Field Definitions

The following fields are included in the online searchable database. See Glossary for additional explanations.

MMM ID — Unique key identifier, automatically generated, to distinguish each record (viewed only on the Details page when you click on an individual record in the results screen). Refer to this number when emailing Support@AIShealth.com.

MCO ID — Unique key identifier, automatically generated, to distinguish each health insurer. Linked to AIS's Directory of Health Plans database.

Insurer — aka MCO Name, the name by which the entity wishes to be known, as of the latest annual AIS's Directory of Health Plans survey.

State — Indicates the state for which the enrollment and contact data in the record is applicable.

Plan Name — Name of the specific plan represented by this record.

Organization — The organization name as it appears in the original CMS data set from which this information was obtained, where applicable.

Category — The program under which this plan is categorized by AIS--Dual-Eligible, Medicaid FFS, Medicaid HMO, Medicaid PCCM, Medicare Advantage, SCHIP, SCHIP FFS, or Stand-Alone PDP plan.

Medicare Advantage — Checkbox to indicate/select for plans that are part of Medicare Advantage, or Medicare Part C.

Managed Medicaid — Checkbox to indicate/select for plans that are part of Medicaid HMOs, which are contracted by state Medicaid agencies.

Medicaid FFS — Category refers to traditional Medicaid, in which a state Medicaid agency reimburses providers directly, as opposed to paying a monthly capitated rate to a managed care entity with its own provider network. A fee schedule dictates the allowed payment for each service.

Medicaid PCCM — Category refers to Primary Care Case Management, a method of care delivery in which a primary care provider or provider group closely coordinates enrollees’ health services, and is reimbursed through the state, plus an additional fee for their services. Overlaps Medicaid FFS category. PCCM records are pulled out where AIS researchers can identify them, as some states do not distinguish between PCCM enrollment and fee-for-service Medicaid.

Special Needs Plans — Checkbox to indicate/select for plans that are designated as Special Needs Plans. Includes the three types of SNPs: Chronic-Condition Special Needs Plans (C-SNP), Dual-Eligible Special Needs Plans (D-SNP) and Institutional Special Needs Plans (I-SNP). May overlap Medicare Advantage and/or Dual-Eliglbles categories.

PACE Plans — Checkbox to indicate/select for plans under the Program of All-inclusive Care for the Elderly (PACE). The majority of PACE members are Medicare-Medicaid Dual Eligibles, so AIS identifies them as such.

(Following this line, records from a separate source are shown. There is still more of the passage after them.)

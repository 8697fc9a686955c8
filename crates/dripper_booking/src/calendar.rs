// --- File: crates/dripper_booking/src/calendar.rs ---
//! Month grid used by the date step.
//!
//! The grid always has six Sunday-first weeks. It starts on the Sunday on or
//! before the 1st of the month, so the leading cells belong to the previous
//! month and the trailing cells to the next one.

use chrono::{Datelike, Duration, Months, NaiveDate};
use serde::Serialize;

#[cfg(feature = "openapi")]
use utoipa::ToSchema;

pub const GRID_CELLS: usize = 42;

pub const WEEKDAY_LABELS: [&str; 7] = ["Sun", "Mon", "Tue", "Wed", "Thu", "Fri", "Sat"];

#[derive(Debug, Clone, PartialEq, Eq, Serialize)]
#[cfg_attr(feature = "openapi", derive(ToSchema))]
pub struct CalendarDay {
    pub date: NaiveDate,
    pub day: u32,
    pub is_current_month: bool,
    pub is_today: bool,
    pub is_selected: bool,
    pub is_past: bool,
}

impl CalendarDay {
    /// Past days are never selectable; days of the adjacent months are.
    pub fn is_selectable(&self) -> bool {
        !self.is_past
    }
}

#[derive(Debug, Clone, PartialEq, Eq, Serialize)]
#[cfg_attr(feature = "openapi", derive(ToSchema))]
pub struct MonthView {
    /// First day of the displayed month.
    pub month: NaiveDate,
    #[cfg_attr(feature = "openapi", schema(example = "March 2024"))]
    pub title: String,
    pub weekdays: Vec<&'static str>,
    pub days: Vec<CalendarDay>,
}

pub fn first_of_month(date: NaiveDate) -> NaiveDate {
    date - Duration::days(i64::from(date.day0()))
}

pub fn previous_month(month: NaiveDate) -> NaiveDate {
    let first = first_of_month(month);
    first.checked_sub_months(Months::new(1)).unwrap_or(first)
}

pub fn next_month(month: NaiveDate) -> NaiveDate {
    let first = first_of_month(month);
    first.checked_add_months(Months::new(1)).unwrap_or(first)
}

/// "March 2024"
pub fn month_title(month: NaiveDate) -> String {
    first_of_month(month).format("%B %Y").to_string()
}

/// Builds the 42-cell grid for the month containing `month`.
pub fn month_grid(month: NaiveDate, today: NaiveDate, selected: Option<NaiveDate>) -> MonthView {
    let first = first_of_month(month);
    let leading = i64::from(first.weekday().num_days_from_sunday());
    let grid_start = first - Duration::days(leading);

    let days = (0..GRID_CELLS as i64)
        .map(|offset| {
            let date = grid_start + Duration::days(offset);
            CalendarDay {
                date,
                day: date.day(),
                is_current_month: date.year() == first.year() && date.month() == first.month(),
                is_today: date == today,
                is_selected: selected == Some(date),
                is_past: date < today,
            }
        })
        .collect();

    MonthView {
        month: first,
        title: month_title(first),
        weekdays: WEEKDAY_LABELS.to_vec(),
        days,
    }
}
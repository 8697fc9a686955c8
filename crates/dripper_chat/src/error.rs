// --- File: crates/dripper_chat/src/error.rs ---
use axum::{
    http::StatusCode,
    response::{IntoResponse, Json, Response},
};
use dripper_common::{
    config_error, external_service_error, service_unavailable, DripperError, HttpStatusCode,
};
use thiserror::Error;

use crate::logic::ChatErrorResponse;

/// Message returned to clients for every failure other than a missing key.
pub const GENERIC_FAILURE_MESSAGE: &str = "Failed to process request";

#[derive(Error, Debug)]
pub enum ChatError {
    #[error("{0} API key is not configured")]
    NotConfigured(&'static str),

    #[error("Invalid chat request: {0}")]
    InvalidRequest(String),

    #[error("Request to chat provider failed: {0}")]
    Request(#[from] reqwest::Error),

    #[error("{provider} API returned {status}: {message}")]
    Api {
        provider: &'static str,
        status: u16,
        message: String,
    },

    #[error("Unexpected {provider} response: {message}")]
    InvalidResponse {
        provider: &'static str,
        message: String,
    },

    #[error("{0} response contained no text")]
    EmptyResponse(&'static str),

    #[error("Chat is disabled")]
    Disabled,
}

impl ChatError {
    /// The text clients see. Upstream details stay in the logs.
    pub fn public_message(&self) -> String {
        match self {
            ChatError::NotConfigured(_) | ChatError::Disabled => self.to_string(),
            _ => GENERIC_FAILURE_MESSAGE.to_string(),
        }
    }
}

impl From<ChatError> for DripperError {
    fn from(err: ChatError) -> Self {
        match err {
            ChatError::NotConfigured(_) => config_error(err),
            ChatError::InvalidRequest(msg) => DripperError::ParseError(msg),
            ChatError::Request(e) => DripperError::from(e),
            ChatError::Api { provider, .. }
            | ChatError::InvalidResponse { provider, .. }
            | ChatError::EmptyResponse(provider) => external_service_error(provider, &err),
            ChatError::Disabled => service_unavailable(err),
        }
    }
}

impl HttpStatusCode for ChatError {
    fn status_code(&self) -> u16 {
        match self {
            ChatError::Disabled => 503,
            _ => 500,
        }
    }
}

// The chat routes answer with a flat `{"error": "..."}` body.
impl IntoResponse for ChatError {
    fn into_response(self) -> Response {
        let status = StatusCode::from_u16(self.status_code())
            .unwrap_or(StatusCode::INTERNAL_SERVER_ERROR);
        let body = ChatErrorResponse {
            error: self.public_message(),
        };
        (status, Json(body)).into_response()
    }
}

Dual-Eligibles — Checkbox to indicate/select for plans that are designated by AIS as Dual-Eligibles. These plans serve people that are eligible for both Medicare and Medicaid under CMS-designated initiatives. Does NOT overlap Medicare Advantage or Medicaid HMO categories, but may overlap Special Needs Plans or PACE Plans (because D-SNPs and PACE plans serve dual-eligibles).

Medicare Part D Coverage — Checkbox to indicate/select for plans that over prescription drug coverage under Medicare Part D. May overlap Medicare Advantage, Special Needs Plans, PACE Plans, Dual-Eligibles or Stand-Alone PDPs.

Stand-Alone PDPs — Checkbox to indicate/select for plans that offer prescription drug coverage only, under Medicare Part D, and do not have any medical benefits. Does not overlap any other categories.

SCHIP — Checkbox to indicate/select for plans operated under the State Children's Health Insurance Program (SCHIP), more commonly known as CHIP.

SCHIP FFS — Category to indicate fee-for-service enrollment in a State Children’s Health Insurance Program (SCHIP), more commonly known as CHIP.

Medicare FFS — Members in the traditional FFS (non-managed) Medicare program, not enrolled in an HMO or managed care plan operated by an insurance company. These members are likely to overlap the Medicare PDP enrollment found in the insurer records in this database.

Employer Group Waiver Plan — Employer-group waiver plans (EGWPs) are offered to Medicare-eligible retirees of a given employer. Like other Medicare Advantage plans, these plans cover all Medicare Part A and Part B benefits, plus possibly some supplemental benefits including Part D. CMS waives certain enrollment and benefit design requirements for EGWPs.

Program Type — Provides more detail than the Category field regarding the specific government program or plan classification.

CMS Contract ID — The contract number for plans that contract directly with CMS. Applicable only to plans with CMS contracts.

Enrollment (Tot) — Number of members covered by the listed plan. In this column the enrollment numbers for your selection are totaled at the bottom.

Enrollment (Avg) — Number of members covered by the listed plan. These are the same data as in the previous column—Enrollment (Tot)—but in this column the membership is Averaged at the bottom to show average plan size for your selection.